:: WHAT THIS TASK INVOLVES ::
For this exercise, please reproduce the records below word for word, from the first line through the line with "let major = parts.next()?.parse().ok()?;".
== Segment start ==
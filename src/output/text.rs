//! Text output formatter for human-readable display
//!
//! This module provides:
//! - Per-ecosystem outcome lists with colors
//! - Semantic version change type indication (major/minor/patch)
//! - Skipped dependencies in verbose mode
//! - A one-line summary of the run

use crate::domain::{
    DependencyReport, EcosystemReport, EcosystemStatus, Outcome, RunReport,
};
use crate::output::{OutputFormatter, Verbosity};
use colored::Colorize;
use std::io::Write;

/// Semantic version change type
#[derive(Debug, Clone, Copy, PartialEq, Eq)]
pub enum VersionChangeType {
    /// Major version change (breaking)
    Major,
    /// Minor version change (features)
    Minor,
    /// Patch version change (fixes)
    Patch,
    /// Unknown or unparseable
    Unknown,
}

impl VersionChangeType {
    /// Determine the change type between two versions
    pub fn from_versions(old: &str, new: &str) -> Self {
        let parse = |v: &str| -> Option<(u64, u64)> {
            let v = v.strip_prefix('v').unwrap_or(v);
            let mut parts = v.split(['.', '-']);
            let major = parts.next()?.parse().ok()?;
            let minor = match parts.next() {
                Some(minor) => minor.parse().ok()?,
                None => 0,
            };
            Some((major, minor))
        };

        match (parse(old), parse(new)) {
            (Some((old_major, old_minor)), Some((new_major, new_minor))) => {
                if new_major != old_major {
                    VersionChangeType::Major
                } else if new_minor != old_minor {
                    VersionChangeType::Minor
                } else {
                    VersionChangeType::Patch
                }
            }
            _ => VersionChangeType::Unknown,
        }
    }

    /// Get the display label with color
    pub fn colored_label(&self) -> String {
        match self {
            VersionChangeType::Major => "major".red().bold().to_string(),
            VersionChangeType::Minor => "minor".yellow().to_string(),
            VersionChangeType::Patch => "patch".green().to_string(),
            VersionChangeType::Unknown => "?".dimmed().to_string(),
        }
    }

    /// Get the plain label
    pub fn label(&self) -> &'static str {
        match self {
            VersionChangeType::Major => "major",
            VersionChangeType::Minor => "minor",
            VersionChangeType::Patch => "patch",
            VersionChangeType::Unknown => "?",
        }
    }
}

/// Text formatter for human-readable output
pub struct TextFormatter {
    verbosity: Verbosity,
    dry_run: bool,
    color: bool,
}

impl TextFormatter {
    /// Create a new text formatter
    pub fn new(verbosity: Verbosity, dry_run: bool) -> Self {
        Self::with_color(verbosity, dry_run, true)
    }

    /// Create a new text formatter with color option
    pub fn with_color(verbosity: Verbosity, dry_run: bool, color: bool) -> Self {
        Self {
            verbosity,
            dry_run,
            color,
        }
    }

    fn dry_run_prefix(&self) -> String {
        match (self.dry_run, self.color) {
            (false, _) => String::new(),
            (true, true) => format!("{} ", "(dry-run)".cyan()),
            (true, false) => "(dry-run) ".to_string(),
        }
    }

    fn is_shown(&self, dependency: &DependencyReport) -> bool {
        match dependency.outcome {
            Outcome::Skipped { .. } => self.verbosity == Verbosity::Verbose,
            _ => self.verbosity != Verbosity::Quiet,
        }
    }

    fn format_dependency(
        &self,
        dependency: &DependencyReport,
        width: usize,
        writer: &mut dyn Write,
    ) -> std::io::Result<()> {
        let from = dependency.from.as_deref().unwrap_or("?");
        let name = format!("{:width$}", dependency.name, width = width);

        match &dependency.outcome {
            Outcome::Submitted { scope, to, location } => {
                let change = VersionChangeType::from_versions(from, to);
                if self.color {
                    writeln!(
                        writer,
                        "  {} {} {} {} [{}] {} {}",
                        name,
                        from.dimmed(),
                        "→".dimmed(),
                        to.bright_white().bold(),
                        change.colored_label(),
                        format!("({})", scope).dimmed(),
                        location.cyan()
                    )
                } else {
                    writeln!(
                        writer,
                        "  {} {} -> {} [{}] ({}) {}",
                        name,
                        from,
                        to,
                        change.label(),
                        scope,
                        location
                    )
                }
            }
            Outcome::NotSubmitted { scope, to, reason } => {
                let change = VersionChangeType::from_versions(from, to);
                if self.color {
                    writeln!(
                        writer,
                        "  {} {} {} {} [{}] {} {}",
                        name,
                        from.dimmed(),
                        "→".dimmed(),
                        to.bright_white(),
                        change.colored_label(),
                        format!("({})", scope).dimmed(),
                        reason.to_string().yellow()
                    )
                } else {
                    writeln!(
                        writer,
                        "  {} {} -> {} [{}] ({}) {}",
                        name,
                        from,
                        to,
                        change.label(),
                        scope,
                        reason
                    )
                }
            }
            Outcome::Skipped { reason } => {
                if self.color {
                    writeln!(writer, "  {} {}", name.dimmed(), format!("({})", reason).dimmed())
                } else {
                    writeln!(writer, "  {} ({})", name, reason)
                }
            }
            Outcome::Failed { stage, message } => {
                let text = format!("{} failed: {}", stage, message);
                if self.color {
                    writeln!(writer, "  {} {}", name, text.red())
                } else {
                    writeln!(writer, "  {} {}", name, text)
                }
            }
        }
    }

    fn format_ecosystem(
        &self,
        ecosystem: &EcosystemReport,
        writer: &mut dyn Write,
    ) -> std::io::Result<()> {
        let header = ecosystem.ecosystem.display_name();
        match &ecosystem.status {
            EcosystemStatus::Unsupported => {
                if self.verbosity == Verbosity::Quiet {
                    return Ok(());
                }
                if self.color {
                    writeln!(writer, "{} {}", header.bold(), "(unsupported, skipped)".dimmed())?;
                } else {
                    writeln!(writer, "{} (unsupported, skipped)", header)?;
                }
                return Ok(());
            }
            EcosystemStatus::Failed { message } => {
                if self.color {
                    writeln!(writer, "{} {}", header.bold(), format!("failed: {}", message).red())?;
                } else {
                    writeln!(writer, "{} failed: {}", header, message)?;
                }
                return Ok(());
            }
            EcosystemStatus::Processed => {}
        }

        let shown: Vec<&DependencyReport> = ecosystem
            .dependencies
            .iter()
            .filter(|d| self.is_shown(d))
            .collect();
        if shown.is_empty() {
            return Ok(());
        }

        if self.color {
            writeln!(writer, "{}", header.bold())?;
        } else {
            writeln!(writer, "{}", header)?;
        }

        let width = shown.iter().map(|d| d.name.len()).max().unwrap_or(0).max(20);
        for dependency in shown {
            self.format_dependency(dependency, width, writer)?;
        }
        writeln!(writer)
    }

    fn format_summary(&self, report: &RunReport, writer: &mut dyn Write) -> std::io::Result<()> {
        let prefix = self.dry_run_prefix();
        let submitted = report.submitted_count();
        let not_submitted = report.not_submitted_count();
        let skipped = report.skipped_count();
        let failed = report.failed_count();

        if self.color {
            writeln!(
                writer,
                "{}{} submitted, {} not submitted, {} skipped, {} failed",
                prefix,
                submitted.to_string().green(),
                not_submitted.to_string().yellow(),
                skipped.to_string().dimmed(),
                if failed > 0 {
                    failed.to_string().red().to_string()
                } else {
                    failed.to_string()
                }
            )
        } else {
            writeln!(
                writer,
                "{}{} submitted, {} not submitted, {} skipped, {} failed",
                prefix, submitted, not_submitted, skipped, failed
            )
        }
    }
}

impl OutputFormatter for TextFormatter {
    fn format(&self, report: &RunReport, writer: &mut dyn Write) -> std::io::Result<()> {
        for ecosystem in &report.ecosystems {
            self.format_ecosystem(ecosystem, writer)?;
        }
        self.format_summary(report, writer)
    }
}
== Segment end ==
:: TASK RESULT ::
filename src/output/text.rs
//! Text output formatter for human-readable display
//!
//! This module provides:
//! - Per-ecosystem outcome lists with colors
//! - Semantic version change type indication (major/minor/patch)
//! - Skipped dependencies in verbose mode
//! - A one-line summary of the run

use crate::domain::{
    DependencyReport, EcosystemReport, EcosystemStatus, Outcome, RunReport,
};
use crate::output::{OutputFormatter, Verbosity};
use colored::Colorize;
use std::io::Write;

/// Semantic version change type
#[derive(Debug, Clone, Copy, PartialEq, Eq)]
pub enum VersionChangeType {
    /// Major version change (breaking)
    Major,
    /// Minor version change (features)
    Minor,
    /// Patch version change (fixes)
    Patch,
    /// Unknown or unparseable
    Unknown,
}

impl VersionChangeType {
    /// Determine the change type between two versions
    pub fn from_versions(old: &str, new: &str) -> Self {
        let parse = |v: &str| -> Option<(u64, u64)> {
            let v = v.strip_prefix('v').unwrap_or(v);
            let mut parts = v.split(['.', '-']);
            let major = parts.next()?.parse().ok()?;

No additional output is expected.